Was Unternehmen jetzt beachten sollten:

Unabhängig von den tatsächlichen politischen und rechtlichen Entwicklungen sollten Unternehmen proaktiv handeln, um ihre Datenschutzstrategie zukunftssicher zu gestalten. Dazu gehören:

Alternative Transfermechanismen: Ein Rückgriff auf etablierte Garantien wie Standardvertragsklauseln (SCCs) kann langfristig Rechtssicherheit verschaffen.

Technische Schutzmaßnahmen: Soweit möglich, sollte im Rahmen des internationalen Datentransfer auf moderne Technologien zurückgegriffen werden. Eine entsprechende Verschlüsselung oder gar ein Hashing von Daten kann eine zusätzliche Sicherheitsstufe darstellen, personenbezogene Daten vor nachrichtendienstlichen Überwachungen zu schützen.

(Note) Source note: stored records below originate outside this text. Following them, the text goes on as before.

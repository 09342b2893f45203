//! Score and preference storage
//!
//! Features:
//! - Single persisted score behind the [`ScoreSink`] seam
//! - In-memory store for tests and embedding hosts
//! - JSON file store with tmp-then-rename writes

mod error;

pub use error::PersistenceError;

use std::fs;
use std::path::{Path, PathBuf};

use serde::{Deserialize, Serialize, de::DeserializeOwned};

/// Where the last finished run's score goes
pub trait ScoreSink {
    /// Store the score of a finished run
    fn save_score(&mut self, score: u64) -> Result<(), PersistenceError>;

    /// Stored score, if any run has been saved
    fn load_score(&self) -> Result<Option<u64>, PersistenceError>;
}

/// Volatile score store
#[derive(Debug, Clone, Default)]
pub struct MemoryScoreStore {
    score: Option<u64>,
}

impl MemoryScoreStore {
    pub fn new() -> Self {
        Self::default()
    }
}

impl ScoreSink for MemoryScoreStore {
    fn save_score(&mut self, score: u64) -> Result<(), PersistenceError> {
        self.score = Some(score);
        Ok(())
    }

    fn load_score(&self) -> Result<Option<u64>, PersistenceError> {
        Ok(self.score)
    }
}

/// On-disk record
#[derive(Debug, Clone, Copy, PartialEq, Eq, Serialize, Deserialize)]
struct SavedScore {
    score: u64,
}

/// Score stored as a small JSON document
#[derive(Debug, Clone)]
pub struct JsonScoreFile {
    path: PathBuf,
}

impl JsonScoreFile {
    pub fn new(path: impl Into<PathBuf>) -> Self {
        Self { path: path.into() }
    }

    pub fn path(&self) -> &Path {
        &self.path
    }
}

impl ScoreSink for JsonScoreFile {
    fn save_score(&mut self, score: u64) -> Result<(), PersistenceError> {
        save_json(&self.path, &SavedScore { score })?;
        log::info!("Score {} saved to {}", score, self.path.display());
        Ok(())
    }

    fn load_score(&self) -> Result<Option<u64>, PersistenceError> {
        Ok(load_json::<SavedScore>(&self.path)?.map(|saved| saved.score))
    }
}

/// Read a JSON document; a missing file is `Ok(None)`
pub fn load_json<T: DeserializeOwned>(path: &Path) -> Result<Option<T>, PersistenceError> {
    let json = match fs::read_to_string(path) {
        Ok(json) => json,
        Err(e) if e.kind() == std::io::ErrorKind::NotFound => return Ok(None),
        Err(e) => return Err(e.into()),
    };
    Ok(Some(serde_json::from_str(&json)?))
}

/// Write a JSON document through a sibling tmp file, then rename over
pub fn save_json<T: Serialize>(path: &Path, value: &T) -> Result<(), PersistenceError> {
    let json = serde_json::to_string_pretty(value)?;
    let mut tmp = path.as_os_str().to_owned();
    tmp.push(".tmp");
    let tmp = PathBuf::from(tmp);
    fs::write(&tmp, json)?;
    fs::rename(&tmp, path)?;
    Ok(())
}

#[cfg(test)]
mod tests {
    use super::*;

    #[test]
    fn test_memory_store() {
        let mut store = MemoryScoreStore::new();
        assert_eq!(store.load_score().unwrap(), None);
        store.save_score(12).unwrap();
        store.save_score(7).unwrap();
        assert_eq!(store.load_score().unwrap(), Some(7));
    }

    #[test]
    fn test_file_store_round_trip() {
        let dir = tempfile::tempdir().unwrap();
        let mut store = JsonScoreFile::new(dir.path().join("score.json"));
        assert_eq!(store.load_score().unwrap(), None);

        store.save_score(31).unwrap();
        assert_eq!(store.load_score().unwrap(), Some(31));
        assert!(!dir.path().join("score.json.tmp").exists());
    }

    #[test]
    fn test_file_store_reports_corruption() {
        let dir = tempfile::tempdir().unwrap();
        let path = dir.path().join("score.json");
        fs::write(&path, "not json").unwrap();
        let store = JsonScoreFile::new(&path);
        assert!(matches!(store.load_score(), Err(PersistenceError::Format(_))));
    }

    #[test]
    fn test_file_store_reports_io_failure() {
        let dir = tempfile::tempdir().unwrap();
        let mut store = JsonScoreFile::new(dir.path().join("missing").join("score.json"));
        assert!(matches!(store.save_score(1), Err(PersistenceError::Io(_))));
    }
}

Alternative Datenverarbeitungsprozesse: Möglicherweise kann es überdies sinnvoll sein, Datenverarbeitungsprozesse stärker auf europäische Dienstleister oder Dienstleister in etablierten sicheren Drittstaaten umzustellen, um die unternehmerischen Risiken, welche ein „Schrems-III“ mit sich bringen wird, zu vermeiden.